*EXERCISE REQUIREMENTS*: Output all of the entries exactly as they are given.

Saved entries
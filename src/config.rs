//! Service configuration

use thiserror::Error;

/// Configuration errors raised at service construction.
#[derive(Debug, Clone, Error)]
pub enum ConfigError {
    #[error("Invalid configuration: {0}")]
    Invalid(String),
}

/// Tunable limits for the versioning core.
#[derive(Debug, Clone)]
pub struct VaultConfig {
    /// Maximum plaintext content size accepted for a version.
    pub max_content_bytes: u64,
    /// History page size when the query does not specify one.
    pub default_history_page: usize,
    /// Upper bound on history page size; larger requests are clamped.
    pub max_history_page: usize,
}

impl Default for VaultConfig {
    fn default() -> Self {
        Self {
            max_content_bytes: 50 * 1024 * 1024,
            default_history_page: 20,
            max_history_page: 100,
        }
    }
}

impl VaultConfig {
    /// Validate internal consistency.
    pub fn validate(&self) -> Result<(), ConfigError> {
        if self.max_content_bytes == 0 {
            return Err(ConfigError::Invalid(
                "max_content_bytes must be positive".to_string(),
            ));
        }
        if self.default_history_page == 0 || self.max_history_page == 0 {
            return Err(ConfigError::Invalid(
                "history page sizes must be positive".to_string(),
            ));
        }
        if self.default_history_page > self.max_history_page {
            return Err(ConfigError::Invalid(format!(
                "default_history_page {} exceeds max_history_page {}",
                self.default_history_page, self.max_history_page
            )));
        }
        Ok(())
    }

    /// Clamp a requested page size into [1, max_history_page], using the
    /// default when unspecified.
    pub fn history_page(&self, requested: Option<usize>) -> usize {
        requested
            .unwrap_or(self.default_history_page)
            .clamp(1, self.max_history_page)
    }
}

*PROBLEM SOLUTION*:
filename src/config.rs
//! Service configuration

use thiserror::Error;

/// Configuration errors raised at service construction.
#[derive(Debug, Clone, Error)]
pub enum ConfigError {
    #[error("Invalid configuration: {0}")]
    Invalid(String),
}

/// Tunable limits for the versioning core.
#[derive(Debug, Clone)]
pub struct VaultConfig {
    /// Maximum plaintext content size accepted for a version.
    pub max_content_bytes: u64,
    /// History page size when the query does not specify one.
    pub default_history_page: usize,
    /// Upper bound on history page size; larger requests are clamped.
    pub max_history_page: usize,
}

impl Default for VaultConfig {
    fn default() -> Self {
        Self {
            max_content_bytes: 50 * 1024 * 1024,
            default_history_page: 20,
            max_history_page: 100,
        }
    }
}

impl VaultConfig {
    /// Validate internal consistency.
    pub fn validate(&self) -> Result<(), ConfigError> {
        if self.max_content_bytes == 0 {
            return Err(ConfigError::Invalid(
                "max_content_bytes must be positive".to_string(),
            ));
        }
        if self.default_history_page == 0 || self.max_history_page == 0 {
            return Err(ConfigError::Invalid(
                "history page sizes must be positive".to_string(),
            ));
        }
        if self.default_history_page > self.max_history_page {
            return Err(ConfigError::Invalid(format!(
                "default_history_page {} exceeds max_history_page {}",
                self.default_history_page, self.max_history_page
            )));
        }
        Ok(())
    }

    /// Clamp a requested page size into [1, max_history_page], using the
    /// default when unspecified.
    pub fn history_page(&self, requested: Option<usize>) -> usize {
        requested
            .unwrap_or(self.default_history_page)
            .clamp(1, self.max_history_page)
    }
}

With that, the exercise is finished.